O Brasil com toda sua riqueza cultural é pródigo em expressões e gírias. Antes mesmo de aprender o português formal, o vocabulário de qualquer criança está recheado de frases que expressam o cotidiano e a cultura do brasileiro. Qual garoto ou garota não sabe o que significa quando alguém diz: o negócio vai esquentar pro seu lado. Todo mundo já deve ter ouvido: estou tão bonzinho com você hoje.
Qualquer tentativa de descaracterizar expressões que se aprende desde cedo, é uma evidente forma de distorcer significados que são parte do senso comum do brasileiro. Esse preâmbulo serve para chegarmos à frase usada pelo presidente, “pintou um clima”, em referência ao contato que teve com meninas venezuelanas de 14 e 15 anos.
O absurdo do relato tem raízes fortes. Não é novidade que Bolsonaro é machista declarado. O desrespeito pelas mulheres está expresso em toda sua vida como militar e político. Os exemplos vão de homenagens a torturadores, como Brilhante Ustra, que estuprou e espancou mulheres na ditadura; agressões a parlamentares, quando afirmou que a deputada federal Maria do Rosário (PT) não merecia ser estuprada por ser feia; até o extremo de afirmar que a única filha mulher foi decorrente de uma fraquejada.
A cultura de que as mulheres são pessoas de menor valor que homens está presente na humanidade, com destaque para países com alto nível de desigualdade e forte influência da moral religiosa.
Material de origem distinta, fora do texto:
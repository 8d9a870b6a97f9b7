//! Edge enhancement: convolution sharpening for opaque rasters and a
//! per-pixel local contrast push for rasters whose alpha must survive.

use crate::core::error::UpscaleResult;
use crate::core::types::{Raster, ALPHA_TRANSPARENT};
use crate::filters::kernel::Kernel;
use image::Rgba;

/// Contrast boost applied after sharpening, on a 0-100 scale.
pub const CONTRAST_BOOST: f32 = 15.0;

/// Intensity above which a pixel is pushed toward white.
pub const INTENSITY_THRESHOLD: u32 = 128;

/// Per-channel step of the local contrast push.
pub const LOCAL_CONTRAST_STEP: u8 = 10;

/// Sharpen with [`Kernel::SHARPEN`], then raise contrast by
/// [`CONTRAST_BOOST`].
pub fn sharpen(raster: &mut Raster) -> UpscaleResult<()> {
    let sharpened = Kernel::SHARPEN.convolve(raster.image());
    raster.replace_image(sharpened);
    image::imageops::colorops::contrast_in_place(raster.image_mut(), CONTRAST_BOOST);
    Ok(())
}

/// Push every visible pixel away from mid-grey by [`LOCAL_CONTRAST_STEP`].
///
/// Pixels brighter than [`INTENSITY_THRESHOLD`] get brighter, the rest get
/// darker. Fully transparent pixels are skipped and alpha is never touched.
/// Each pixel depends only on itself, so the pass is order independent.
pub fn push_local_contrast(raster: &mut Raster) {
    for pixel in raster.image_mut().pixels_mut() {
        let Rgba([r, g, b, a]) = *pixel;
        if a == ALPHA_TRANSPARENT {
            continue;
        }

        let intensity = (r as u32 + g as u32 + b as u32) / 3;
        let adjust = |c: u8| {
            if intensity > INTENSITY_THRESHOLD {
                c.saturating_add(LOCAL_CONTRAST_STEP)
            } else {
                c.saturating_sub(LOCAL_CONTRAST_STEP)
            }
        };
        *pixel = Rgba([adjust(r), adjust(g), adjust(b), a]);
    }
}
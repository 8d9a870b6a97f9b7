//! Finding input images on disk.

use crate::core::config::UpscaleConfig;
use crate::core::error::{PixupError, PixupResult};
use std::path::{Path, PathBuf};

/// List the files under `config.input_dir` that the upscaler should pick up.
///
/// A file qualifies when its extension is one of `config.extensions` and its
/// name matches `config.pattern`. Subfolders are only searched when
/// `config.recursive` is set. The result is sorted.
pub fn discover(config: &UpscaleConfig) -> PixupResult<Vec<PathBuf>> {
    let root = &config.input_dir;
    if !root.is_dir() {
        return Err(PixupError::Scan {
            path: root.clone(),
            error: "not a directory".to_string(),
        });
    }

    let pattern = glob::Pattern::new(&config.pattern).map_err(|e| PixupError::Pattern {
        pattern: config.pattern.clone(),
        error: e.to_string(),
    })?;

    let max_depth = if config.recursive { usize::MAX } else { 1 };
    let mut files = Vec::new();

    for entry in walkdir::WalkDir::new(root).max_depth(max_depth) {
        let entry = match entry {
            Ok(entry) => entry,
            Err(e) => {
                log::warn!("Skipping unreadable entry under {}: {}", root.display(), e);
                continue;
            }
        };
        if !entry.file_type().is_file() {
            continue;
        }
        if is_candidate(entry.path(), config, &pattern) {
            files.push(entry.into_path());
        }
    }

    files.sort();
    log::debug!("Discovered {} candidate(s) in {}", files.len(), root.display());
    Ok(files)
}

fn is_candidate(path: &Path, config: &UpscaleConfig, pattern: &glob::Pattern) -> bool {
    let extension = path.extension().and_then(|e| e.to_str()).unwrap_or("");
    if !config.accepts_extension(extension) {
        return false;
    }
    let filename = path.file_name().and_then(|n| n.to_str()).unwrap_or("");
    pattern.matches(filename)
}

/// Where the upscaled copy of `input` goes.
///
/// The file keeps its name; its position relative to `input_dir` is
/// mirrored under `output_dir`.
pub fn output_path_for(input: &Path, config: &UpscaleConfig) -> PathBuf {
    match input.strip_prefix(&config.input_dir) {
        Ok(relative) => config.output_dir.join(relative),
        Err(_) => config
            .output_dir
            .join(input.file_name().unwrap_or(input.as_os_str())),
    }
}

#[cfg(test)]
mod tests {
    use super::*;
    use std::fs;

    fn touch(path: &Path) {
        if let Some(parent) = path.parent() {
            fs::create_dir_all(parent).unwrap();
        }
        fs::write(path, b"x").unwrap();
    }

    #[test]
    fn test_discover_filters_extensions() {
        let dir = tempfile::tempdir().unwrap();
        touch(&dir.path().join("b.png"));
        touch(&dir.path().join("a.JPG"));
        touch(&dir.path().join("notes.txt"));
        touch(&dir.path().join("nested/c.gif"));

        let config = UpscaleConfig::new().with_input_dir(dir.path());
        let files = discover(&config).unwrap();
        let names: Vec<_> = files
            .iter()
            .map(|p| p.file_name().unwrap().to_str().unwrap().to_string())
            .collect();
        assert_eq!(names, vec!["a.JPG", "b.png"]);
    }

    #[test]
    fn test_discover_recursive_and_pattern() {
        let dir = tempfile::tempdir().unwrap();
        touch(&dir.path().join("sprite_1.png"));
        touch(&dir.path().join("tile.png"));
        touch(&dir.path().join("deep/sprite_2.gif"));

        let mut config = UpscaleConfig::new()
            .with_input_dir(dir.path())
            .with_pattern("sprite_*");
        config.recursive = true;

        let files = discover(&config).unwrap();
        assert_eq!(files.len(), 2);
        assert!(files.iter().all(|p| p
            .file_name()
            .unwrap()
            .to_str()
            .unwrap()
            .starts_with("sprite_")));
    }

    #[test]
    fn test_discover_missing_dir() {
        let config = UpscaleConfig::new().with_input_dir("/no/such/folder");
        assert!(matches!(discover(&config), Err(PixupError::Scan { .. })));
    }

    #[test]
    fn test_output_path_mirrors_layout() {
        let config = UpscaleConfig::new()
            .with_input_dir("in")
            .with_output_dir("out");
        assert_eq!(
            output_path_for(Path::new("in/sub/a.png"), &config),
            PathBuf::from("out/sub/a.png")
        );
        assert_eq!(
            output_path_for(Path::new("elsewhere/b.gif"), &config),
            PathBuf::from("out/b.gif")
        );
    }
}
Por esse motivo, muitas práticas criminosas de Bolsonaro são aceitas por parcela significativa da sociedade, que entende os motivos no pecado original que é ser mulher.
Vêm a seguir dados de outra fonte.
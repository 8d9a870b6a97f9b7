//! Decoding source bytes into rasters and encoding finished rasters.
//!
//! JPEG and PNG go through the `image` crate. GIF is read with the `gif`
//! crate directly so the palette and transparent index survive decoding;
//! the transparent index becomes alpha 0 and every other entry alpha 255.

use crate::core::config::{EncodeOptions, PngCompression};
use crate::core::error::{UpscaleError, UpscaleResult};
use crate::core::types::{ImageKind, Palette, PixelFormat, Raster, SourceFormat};
use image::buffer::ConvertBuffer;
use image::codecs::jpeg::JpegEncoder;
use image::codecs::png::{CompressionType, FilterType, PngEncoder};
use image::{ExtendedColorType, ImageEncoder, RgbImage, Rgba, RgbaImage};
use std::io::Cursor;

/// Quantizer speed for GIF output (1 = best quality, 30 = fastest).
const GIF_QUANT_SPEED: i32 = 10;

/// A decoded source image.
#[derive(Debug, Clone)]
pub struct Decoded {
    pub raster: Raster,
    pub format: SourceFormat,
    pub kind: ImageKind,
}

/// Decode `bytes`, identifying the encoding from its signature.
pub fn decode(bytes: &[u8]) -> UpscaleResult<Decoded> {
    let kind = ImageKind::sniff(bytes)?;
    decode_as(bytes, kind)
}

/// Decode `bytes` known to be of `kind`.
pub fn decode_as(bytes: &[u8], kind: ImageKind) -> UpscaleResult<Decoded> {
    let (raster, format) = match kind {
        ImageKind::Gif => decode_gif(bytes)?,
        ImageKind::Jpeg | ImageKind::Png => decode_truecolor(bytes, kind)?,
    };
    log::debug!(
        "Decoded {} source: {}x{} {}",
        kind,
        raster.width(),
        raster.height(),
        format
    );
    Ok(Decoded { raster, format, kind })
}

fn decode_truecolor(bytes: &[u8], kind: ImageKind) -> UpscaleResult<(Raster, SourceFormat)> {
    let img = image::load_from_memory_with_format(bytes, kind.image_format())
        .map_err(|e| UpscaleError::DecodeFailure(e.to_string()))?;

    let has_alpha = kind == ImageKind::Png && img.color().has_alpha();
    let (pixel_format, source_format) = if has_alpha {
        (PixelFormat::Rgba, SourceFormat::Rgba)
    } else {
        (PixelFormat::Rgb, SourceFormat::Rgb)
    };

    let raster = Raster::from_image(img.to_rgba8(), pixel_format)?;
    Ok((raster, source_format))
}

/// Read the first frame of a GIF, keeping its palette.
fn decode_gif(bytes: &[u8]) -> UpscaleResult<(Raster, SourceFormat)> {
    let mut options = gif::DecodeOptions::new();
    options.set_color_output(gif::ColorOutput::Indexed);

    let mut decoder = options
        .read_info(Cursor::new(bytes))
        .map_err(|e| UpscaleError::DecodeFailure(format!("GIF decode error: {}", e)))?;

    let frame = decoder
        .read_next_frame()
        .map_err(|e| UpscaleError::DecodeFailure(format!("GIF frame error: {}", e)))?
        .ok_or_else(|| UpscaleError::DecodeFailure("no frames in GIF".to_string()))?
        .clone();

    // Prefer the local palette, fall back to the global one.
    let palette_bytes = frame
        .palette
        .as_deref()
        .or_else(|| decoder.global_palette())
        .ok_or_else(|| UpscaleError::DecodeFailure("GIF has no color map".to_string()))?;
    let palette = Palette::from_rgb_triplets(palette_bytes, frame.transparent);
    if palette.is_empty() {
        return Err(UpscaleError::DecodeFailure("GIF color map is empty".to_string()));
    }

    let screen_width = (decoder.width() as u32).max(1);
    let screen_height = (decoder.height() as u32).max(1);
    let left = frame.left as u32;
    let top = frame.top as u32;
    let frame_width = frame.width as u32;
    let frame_height = frame.height as u32;

    // Area outside the first frame shows the transparent entry when there
    // is one, otherwise the first palette entry.
    let background = frame
        .transparent
        .and_then(|index| palette.get(index as usize))
        .or_else(|| palette.get(0))
        .unwrap_or(Rgba([0, 0, 0, 0]));

    let mut pixels = RgbaImage::from_pixel(screen_width, screen_height, background);
    for (i, &index) in frame.buffer.iter().enumerate() {
        let x = left + (i as u32 % frame_width.max(1));
        let y = top + (i as u32 / frame_width.max(1));
        if x >= screen_width || y >= screen_height || y >= top + frame_height {
            continue;
        }
        let color = palette.get(index as usize).ok_or_else(|| {
            UpscaleError::DecodeFailure(format!(
                "palette index {} out of range ({} colors)",
                index,
                palette.len()
            ))
        })?;
        pixels.put_pixel(x, y, color);
    }

    let transparent = frame.transparent.is_some();
    let pixel_format = if transparent { PixelFormat::Rgba } else { PixelFormat::Rgb };
    let raster = Raster::from_image(pixels, pixel_format)?;
    Ok((raster, SourceFormat::Indexed(palette)))
}

/// Encode `raster` as `kind`.
pub fn encode(raster: &Raster, kind: ImageKind, options: &EncodeOptions) -> UpscaleResult<Vec<u8>> {
    let mut bytes = Vec::new();
    match kind {
        ImageKind::Jpeg => encode_jpeg(raster, options.jpeg_quality, &mut bytes)?,
        ImageKind::Png => encode_png(raster, options.png_compression, &mut bytes)?,
        ImageKind::Gif => encode_gif(raster, &mut bytes)?,
    }
    log::debug!("Encoded {}x{} {} ({} bytes)", raster.width(), raster.height(), kind, bytes.len());
    Ok(bytes)
}

fn encode_jpeg(raster: &Raster, quality: u8, out: &mut Vec<u8>) -> UpscaleResult<()> {
    let rgb: RgbImage = raster.image().convert();
    JpegEncoder::new_with_quality(out, quality)
        .write_image(rgb.as_raw(), rgb.width(), rgb.height(), ExtendedColorType::Rgb8)
        .map_err(|e| UpscaleError::EncodeFailure(e.to_string()))
}

fn encode_png(raster: &Raster, compression: PngCompression, out: &mut Vec<u8>) -> UpscaleResult<()> {
    let compression = match compression {
        PngCompression::Fast => CompressionType::Fast,
        PngCompression::Default => CompressionType::Default,
        PngCompression::Best => CompressionType::Best,
    };
    let encoder = PngEncoder::new_with_quality(out, compression, FilterType::Adaptive);
    let (width, height) = raster.dimensions();

    let result = match raster.format() {
        PixelFormat::Rgba => encoder.write_image(
            raster.image().as_raw(),
            width,
            height,
            ExtendedColorType::Rgba8,
        ),
        PixelFormat::Rgb => {
            let rgb: RgbImage = raster.image().convert();
            encoder.write_image(rgb.as_raw(), width, height, ExtendedColorType::Rgb8)
        }
    };
    result.map_err(|e| UpscaleError::EncodeFailure(e.to_string()))
}

fn encode_gif(raster: &Raster, out: &mut Vec<u8>) -> UpscaleResult<()> {
    let (width, height) = raster.dimensions();
    let too_large = || {
        UpscaleError::EncodeFailure(format!(
            "{}x{} exceeds the GIF limit of 65535x65535",
            width, height
        ))
    };
    let width = u16::try_from(width).map_err(|_| too_large())?;
    let height = u16::try_from(height).map_err(|_| too_large())?;

    let mut rgba = raster.try_clone_image()?.into_raw();
    let frame = gif::Frame::from_rgba_speed(width, height, &mut rgba, GIF_QUANT_SPEED);

    let mut encoder = gif::Encoder::new(out, width, height, &[])
        .map_err(|e| UpscaleError::EncodeFailure(format!("GIF encoder error: {}", e)))?;
    encoder
        .write_frame(&frame)
        .map_err(|e| UpscaleError::EncodeFailure(format!("GIF frame error: {}", e)))
}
A mulher é vista como inferior socialmente e toda conduta que de alguma forma fuja dos parâmetros estabelecidos pelos conservadores, será interpretada como uma porta aberta para violências e assédios, independentemente da idade e condição física. Adultas, crianças, deficientes físicas, dopadas numa cirurgia, hospitalizadas, recém-nascidas e até mortas estão passíveis de violações.
É com base nessa moral criminosa que Bolsonaro e sua legião de seguidores julgam a vítima e absolvem o criminoso. Nesse grupo, curiosamente, existem muitas mulheres que reforçam os preconceitos e se portam de forma ainda mais desumana que homens, a exemplo da própria primeira-dama, Michelle Bolsonaro.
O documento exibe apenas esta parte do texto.